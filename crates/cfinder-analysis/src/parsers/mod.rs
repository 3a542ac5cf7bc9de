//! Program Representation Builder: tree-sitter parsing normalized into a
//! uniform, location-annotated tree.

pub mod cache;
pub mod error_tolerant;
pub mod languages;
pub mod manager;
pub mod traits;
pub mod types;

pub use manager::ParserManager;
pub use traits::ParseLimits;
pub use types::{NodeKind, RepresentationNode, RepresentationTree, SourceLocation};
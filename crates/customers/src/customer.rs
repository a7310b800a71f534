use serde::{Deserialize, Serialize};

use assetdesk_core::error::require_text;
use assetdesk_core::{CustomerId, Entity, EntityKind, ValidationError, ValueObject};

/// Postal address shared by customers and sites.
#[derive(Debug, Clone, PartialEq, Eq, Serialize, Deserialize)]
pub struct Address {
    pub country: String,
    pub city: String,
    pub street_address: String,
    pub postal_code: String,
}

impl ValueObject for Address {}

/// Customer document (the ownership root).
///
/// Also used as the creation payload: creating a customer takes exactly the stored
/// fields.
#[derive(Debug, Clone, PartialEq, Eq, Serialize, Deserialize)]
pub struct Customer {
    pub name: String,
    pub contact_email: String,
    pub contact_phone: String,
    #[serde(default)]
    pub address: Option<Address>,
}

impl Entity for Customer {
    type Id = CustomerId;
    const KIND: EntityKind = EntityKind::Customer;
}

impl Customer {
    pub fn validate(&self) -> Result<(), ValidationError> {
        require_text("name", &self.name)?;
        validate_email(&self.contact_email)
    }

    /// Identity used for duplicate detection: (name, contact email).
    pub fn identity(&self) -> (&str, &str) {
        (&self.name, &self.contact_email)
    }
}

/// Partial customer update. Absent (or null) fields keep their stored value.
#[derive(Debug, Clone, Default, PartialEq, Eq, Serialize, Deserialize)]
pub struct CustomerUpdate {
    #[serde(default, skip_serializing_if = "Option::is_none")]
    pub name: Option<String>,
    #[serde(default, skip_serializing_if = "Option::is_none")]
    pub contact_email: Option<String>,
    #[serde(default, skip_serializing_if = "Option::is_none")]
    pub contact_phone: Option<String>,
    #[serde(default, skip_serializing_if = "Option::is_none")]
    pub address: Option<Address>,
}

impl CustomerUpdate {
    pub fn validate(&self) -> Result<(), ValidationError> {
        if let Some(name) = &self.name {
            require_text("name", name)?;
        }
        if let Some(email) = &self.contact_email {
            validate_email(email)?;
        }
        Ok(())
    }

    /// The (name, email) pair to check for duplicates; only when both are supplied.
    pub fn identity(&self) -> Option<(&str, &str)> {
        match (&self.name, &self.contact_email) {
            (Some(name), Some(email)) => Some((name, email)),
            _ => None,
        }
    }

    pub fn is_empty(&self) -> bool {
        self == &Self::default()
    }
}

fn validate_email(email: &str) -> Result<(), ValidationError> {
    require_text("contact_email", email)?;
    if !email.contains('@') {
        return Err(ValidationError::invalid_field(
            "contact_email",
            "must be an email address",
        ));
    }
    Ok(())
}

---

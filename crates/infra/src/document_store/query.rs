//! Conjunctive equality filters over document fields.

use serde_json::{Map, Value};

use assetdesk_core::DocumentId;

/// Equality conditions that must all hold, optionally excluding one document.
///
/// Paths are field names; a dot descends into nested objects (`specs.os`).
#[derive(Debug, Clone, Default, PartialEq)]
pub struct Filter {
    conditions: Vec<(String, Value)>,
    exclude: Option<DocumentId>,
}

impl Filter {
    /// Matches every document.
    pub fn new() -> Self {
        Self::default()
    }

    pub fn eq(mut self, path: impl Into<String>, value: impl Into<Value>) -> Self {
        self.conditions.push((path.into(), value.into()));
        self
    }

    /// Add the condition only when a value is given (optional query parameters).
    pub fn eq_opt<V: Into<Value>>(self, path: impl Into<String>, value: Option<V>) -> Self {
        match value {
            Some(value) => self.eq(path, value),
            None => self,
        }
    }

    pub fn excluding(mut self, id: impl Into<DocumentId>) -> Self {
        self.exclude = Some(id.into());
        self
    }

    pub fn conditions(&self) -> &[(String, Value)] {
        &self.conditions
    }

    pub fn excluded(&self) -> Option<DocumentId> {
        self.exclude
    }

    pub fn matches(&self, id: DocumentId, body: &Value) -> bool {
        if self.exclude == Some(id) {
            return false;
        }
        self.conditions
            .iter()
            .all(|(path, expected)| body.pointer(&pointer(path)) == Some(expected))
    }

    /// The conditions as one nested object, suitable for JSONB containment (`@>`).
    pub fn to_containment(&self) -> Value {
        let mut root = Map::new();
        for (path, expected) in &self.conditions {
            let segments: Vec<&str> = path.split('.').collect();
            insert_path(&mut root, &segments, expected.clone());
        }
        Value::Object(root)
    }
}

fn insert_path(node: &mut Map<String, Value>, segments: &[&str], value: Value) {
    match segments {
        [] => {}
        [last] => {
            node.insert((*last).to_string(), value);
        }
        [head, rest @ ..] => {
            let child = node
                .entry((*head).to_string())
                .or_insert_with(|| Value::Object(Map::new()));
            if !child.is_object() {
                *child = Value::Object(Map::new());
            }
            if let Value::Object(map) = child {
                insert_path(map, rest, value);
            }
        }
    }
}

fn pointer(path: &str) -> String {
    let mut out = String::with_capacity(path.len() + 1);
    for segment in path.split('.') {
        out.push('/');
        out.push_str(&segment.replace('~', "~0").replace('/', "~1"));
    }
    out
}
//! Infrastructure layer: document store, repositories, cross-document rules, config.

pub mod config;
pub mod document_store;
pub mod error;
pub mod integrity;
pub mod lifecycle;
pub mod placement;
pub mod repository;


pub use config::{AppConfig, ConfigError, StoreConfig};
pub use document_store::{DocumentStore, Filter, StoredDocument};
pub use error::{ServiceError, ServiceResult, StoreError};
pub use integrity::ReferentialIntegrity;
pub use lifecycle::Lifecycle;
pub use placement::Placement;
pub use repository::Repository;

* * *

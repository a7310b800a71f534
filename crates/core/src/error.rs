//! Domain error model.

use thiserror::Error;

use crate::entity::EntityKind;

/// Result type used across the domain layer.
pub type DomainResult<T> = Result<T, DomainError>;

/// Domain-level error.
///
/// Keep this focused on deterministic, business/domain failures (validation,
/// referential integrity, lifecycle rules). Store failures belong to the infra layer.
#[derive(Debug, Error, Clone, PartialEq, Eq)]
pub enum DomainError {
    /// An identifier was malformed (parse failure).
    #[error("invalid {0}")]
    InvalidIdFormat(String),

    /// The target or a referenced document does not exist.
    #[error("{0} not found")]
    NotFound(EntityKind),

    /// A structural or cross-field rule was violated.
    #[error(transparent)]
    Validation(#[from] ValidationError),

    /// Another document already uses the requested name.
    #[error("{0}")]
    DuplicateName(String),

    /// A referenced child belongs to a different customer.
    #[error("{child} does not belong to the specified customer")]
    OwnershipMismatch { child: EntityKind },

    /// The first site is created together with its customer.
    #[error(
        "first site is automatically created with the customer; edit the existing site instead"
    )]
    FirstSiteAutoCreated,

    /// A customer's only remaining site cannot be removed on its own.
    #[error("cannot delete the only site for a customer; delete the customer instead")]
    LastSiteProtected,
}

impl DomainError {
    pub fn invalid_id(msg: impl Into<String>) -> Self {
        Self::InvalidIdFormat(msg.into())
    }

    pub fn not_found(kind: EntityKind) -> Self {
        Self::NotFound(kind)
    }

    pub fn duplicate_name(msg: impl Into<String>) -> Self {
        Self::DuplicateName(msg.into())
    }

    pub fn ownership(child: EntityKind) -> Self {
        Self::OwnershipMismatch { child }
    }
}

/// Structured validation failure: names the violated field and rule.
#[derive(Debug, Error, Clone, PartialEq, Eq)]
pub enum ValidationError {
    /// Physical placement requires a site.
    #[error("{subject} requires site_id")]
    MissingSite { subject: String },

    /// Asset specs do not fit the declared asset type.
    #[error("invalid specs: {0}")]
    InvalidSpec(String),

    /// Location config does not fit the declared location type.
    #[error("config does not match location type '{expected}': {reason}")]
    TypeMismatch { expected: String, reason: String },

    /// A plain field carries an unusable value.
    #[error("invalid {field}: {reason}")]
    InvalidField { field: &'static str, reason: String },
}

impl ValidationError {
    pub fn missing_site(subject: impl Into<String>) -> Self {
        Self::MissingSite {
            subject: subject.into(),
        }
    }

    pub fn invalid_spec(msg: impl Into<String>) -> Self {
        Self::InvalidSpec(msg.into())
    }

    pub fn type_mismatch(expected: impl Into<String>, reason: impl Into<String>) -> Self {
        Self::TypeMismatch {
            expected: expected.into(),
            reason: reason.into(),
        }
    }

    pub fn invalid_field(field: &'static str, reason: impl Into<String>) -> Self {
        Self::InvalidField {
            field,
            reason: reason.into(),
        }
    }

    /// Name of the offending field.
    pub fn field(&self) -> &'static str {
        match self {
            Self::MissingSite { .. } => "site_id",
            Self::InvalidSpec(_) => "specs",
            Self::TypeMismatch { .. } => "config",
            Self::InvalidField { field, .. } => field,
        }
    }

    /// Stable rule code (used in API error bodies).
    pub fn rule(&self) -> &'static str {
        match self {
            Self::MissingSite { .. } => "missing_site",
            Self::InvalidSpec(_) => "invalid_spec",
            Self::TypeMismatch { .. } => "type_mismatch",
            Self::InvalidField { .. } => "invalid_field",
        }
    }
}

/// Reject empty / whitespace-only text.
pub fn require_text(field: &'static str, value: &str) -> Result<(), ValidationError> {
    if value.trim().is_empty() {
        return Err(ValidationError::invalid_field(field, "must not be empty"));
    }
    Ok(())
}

* **Task goal**: Write out every line from the entries where "reason" appears.

* **Solution to the problem**:
    #[error("config does not match location type '{expected}': {reason}")]
    TypeMismatch { expected: String, reason: String },
    #[error("invalid {field}: {reason}")]
    InvalidField { field: &'static str, reason: String },
    pub fn type_mismatch(expected: impl Into<String>, reason: impl Into<String>) -> Self {
            reason: reason.into(),
    pub fn invalid_field(field: &'static str, reason: impl Into<String>) -> Self {
            reason: reason.into(),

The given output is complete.